◆ Problem to work on ◆
Go to the line that includes "rows.collect::<rusqlite::Result<Vec<SubscriptionRow>>>()" and retype it, then every line after it to the end of the data, adding nothing.

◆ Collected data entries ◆
***
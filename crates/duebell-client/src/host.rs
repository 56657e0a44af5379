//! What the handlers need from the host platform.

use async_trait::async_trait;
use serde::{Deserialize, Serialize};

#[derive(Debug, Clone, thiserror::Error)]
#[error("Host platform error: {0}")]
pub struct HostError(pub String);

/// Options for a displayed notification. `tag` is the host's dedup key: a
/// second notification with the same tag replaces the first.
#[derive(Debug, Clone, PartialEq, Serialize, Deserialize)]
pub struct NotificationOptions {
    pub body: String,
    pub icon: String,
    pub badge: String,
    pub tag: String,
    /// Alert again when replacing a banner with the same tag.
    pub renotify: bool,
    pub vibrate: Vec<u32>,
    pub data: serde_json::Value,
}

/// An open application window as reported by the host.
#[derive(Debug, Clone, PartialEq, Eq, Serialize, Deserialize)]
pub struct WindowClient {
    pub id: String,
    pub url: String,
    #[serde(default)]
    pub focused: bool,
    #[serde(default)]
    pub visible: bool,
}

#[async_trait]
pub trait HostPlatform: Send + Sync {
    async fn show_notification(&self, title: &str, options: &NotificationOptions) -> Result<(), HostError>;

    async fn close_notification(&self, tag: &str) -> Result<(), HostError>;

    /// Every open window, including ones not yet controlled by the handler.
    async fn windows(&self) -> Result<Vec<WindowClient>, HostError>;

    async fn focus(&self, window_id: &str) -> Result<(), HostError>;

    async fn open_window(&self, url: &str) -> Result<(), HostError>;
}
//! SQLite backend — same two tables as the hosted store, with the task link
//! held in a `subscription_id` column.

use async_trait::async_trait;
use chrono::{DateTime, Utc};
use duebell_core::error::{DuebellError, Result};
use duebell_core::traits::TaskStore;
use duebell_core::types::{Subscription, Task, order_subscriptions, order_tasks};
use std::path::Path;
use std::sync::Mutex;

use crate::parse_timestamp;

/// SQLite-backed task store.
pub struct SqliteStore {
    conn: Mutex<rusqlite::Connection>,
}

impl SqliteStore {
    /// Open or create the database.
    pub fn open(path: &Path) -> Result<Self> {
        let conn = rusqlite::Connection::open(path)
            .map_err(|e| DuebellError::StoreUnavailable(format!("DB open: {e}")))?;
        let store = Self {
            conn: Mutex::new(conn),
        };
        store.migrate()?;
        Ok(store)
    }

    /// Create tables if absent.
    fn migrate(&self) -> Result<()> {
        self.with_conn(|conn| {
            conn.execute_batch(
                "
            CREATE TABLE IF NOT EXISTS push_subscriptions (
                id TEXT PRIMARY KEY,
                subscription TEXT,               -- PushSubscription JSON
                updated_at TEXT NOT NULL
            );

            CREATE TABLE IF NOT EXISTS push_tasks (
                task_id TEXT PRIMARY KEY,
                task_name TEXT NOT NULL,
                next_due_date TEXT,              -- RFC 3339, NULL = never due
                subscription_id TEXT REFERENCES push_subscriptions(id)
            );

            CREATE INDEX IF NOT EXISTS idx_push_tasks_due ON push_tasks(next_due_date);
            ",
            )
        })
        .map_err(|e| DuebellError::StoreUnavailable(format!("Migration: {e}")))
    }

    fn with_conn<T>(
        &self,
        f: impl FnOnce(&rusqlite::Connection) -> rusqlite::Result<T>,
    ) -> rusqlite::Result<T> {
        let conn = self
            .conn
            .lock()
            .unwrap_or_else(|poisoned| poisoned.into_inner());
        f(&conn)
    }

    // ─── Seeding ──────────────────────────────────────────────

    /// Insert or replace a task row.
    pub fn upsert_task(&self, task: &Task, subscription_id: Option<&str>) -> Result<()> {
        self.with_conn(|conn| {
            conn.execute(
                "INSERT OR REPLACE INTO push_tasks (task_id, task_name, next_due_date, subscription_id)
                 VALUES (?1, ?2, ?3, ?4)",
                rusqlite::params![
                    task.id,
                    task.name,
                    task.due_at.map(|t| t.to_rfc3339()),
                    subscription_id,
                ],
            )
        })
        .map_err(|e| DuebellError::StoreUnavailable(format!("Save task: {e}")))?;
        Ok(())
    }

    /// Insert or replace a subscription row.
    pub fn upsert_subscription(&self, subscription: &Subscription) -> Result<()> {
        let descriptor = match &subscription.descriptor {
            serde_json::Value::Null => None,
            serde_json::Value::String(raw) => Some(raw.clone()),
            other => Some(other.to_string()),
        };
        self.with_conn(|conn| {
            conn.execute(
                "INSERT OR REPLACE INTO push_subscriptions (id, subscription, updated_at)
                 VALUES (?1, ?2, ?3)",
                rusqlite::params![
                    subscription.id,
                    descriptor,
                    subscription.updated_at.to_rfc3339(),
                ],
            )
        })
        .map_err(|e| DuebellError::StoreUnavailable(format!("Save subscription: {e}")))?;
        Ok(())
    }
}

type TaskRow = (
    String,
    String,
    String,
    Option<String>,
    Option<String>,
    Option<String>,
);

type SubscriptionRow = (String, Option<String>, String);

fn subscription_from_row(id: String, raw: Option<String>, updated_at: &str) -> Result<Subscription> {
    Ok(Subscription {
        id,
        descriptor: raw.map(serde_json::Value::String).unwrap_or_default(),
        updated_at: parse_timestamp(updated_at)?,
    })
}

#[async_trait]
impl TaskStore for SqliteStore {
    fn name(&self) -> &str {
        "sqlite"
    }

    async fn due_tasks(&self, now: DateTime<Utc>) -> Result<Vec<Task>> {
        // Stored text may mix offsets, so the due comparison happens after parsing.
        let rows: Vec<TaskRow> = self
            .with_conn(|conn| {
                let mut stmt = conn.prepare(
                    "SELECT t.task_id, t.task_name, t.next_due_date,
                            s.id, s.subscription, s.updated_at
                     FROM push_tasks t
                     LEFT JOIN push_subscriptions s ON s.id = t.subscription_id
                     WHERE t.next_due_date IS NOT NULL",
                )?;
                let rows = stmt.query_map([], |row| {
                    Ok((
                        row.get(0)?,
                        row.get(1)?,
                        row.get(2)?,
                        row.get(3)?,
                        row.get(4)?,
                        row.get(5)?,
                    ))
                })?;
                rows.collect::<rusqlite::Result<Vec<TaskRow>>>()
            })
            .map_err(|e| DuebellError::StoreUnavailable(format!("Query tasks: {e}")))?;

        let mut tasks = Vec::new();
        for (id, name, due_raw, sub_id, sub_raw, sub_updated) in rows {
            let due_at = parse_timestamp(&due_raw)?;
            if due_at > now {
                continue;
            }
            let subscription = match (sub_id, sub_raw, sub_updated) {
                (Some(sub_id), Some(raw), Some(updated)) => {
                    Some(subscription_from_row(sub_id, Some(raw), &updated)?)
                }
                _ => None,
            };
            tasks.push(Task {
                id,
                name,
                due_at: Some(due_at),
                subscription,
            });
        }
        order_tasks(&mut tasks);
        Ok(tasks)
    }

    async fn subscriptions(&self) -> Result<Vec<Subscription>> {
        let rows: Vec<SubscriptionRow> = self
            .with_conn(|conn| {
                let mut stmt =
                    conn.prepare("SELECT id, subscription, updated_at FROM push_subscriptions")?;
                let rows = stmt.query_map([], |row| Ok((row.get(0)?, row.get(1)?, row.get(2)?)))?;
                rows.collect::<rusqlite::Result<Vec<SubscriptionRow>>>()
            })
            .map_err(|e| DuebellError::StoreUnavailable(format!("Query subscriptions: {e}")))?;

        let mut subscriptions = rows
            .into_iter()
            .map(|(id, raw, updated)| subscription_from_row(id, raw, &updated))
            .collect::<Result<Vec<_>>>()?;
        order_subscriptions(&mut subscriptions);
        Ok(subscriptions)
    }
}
***
◆ Completed exercise ◆
                rows.collect::<rusqlite::Result<Vec<SubscriptionRow>>>()
            })
            .map_err(|e| DuebellError::StoreUnavailable(format!("Query subscriptions: {e}")))?;

        let mut subscriptions = rows
            .into_iter()
            .map(|(id, raw, updated)| subscription_from_row(id, raw, &updated))
            .collect::<Result<Vec<_>>>()?;
        order_subscriptions(&mut subscriptions);
        Ok(subscriptions)
    }
}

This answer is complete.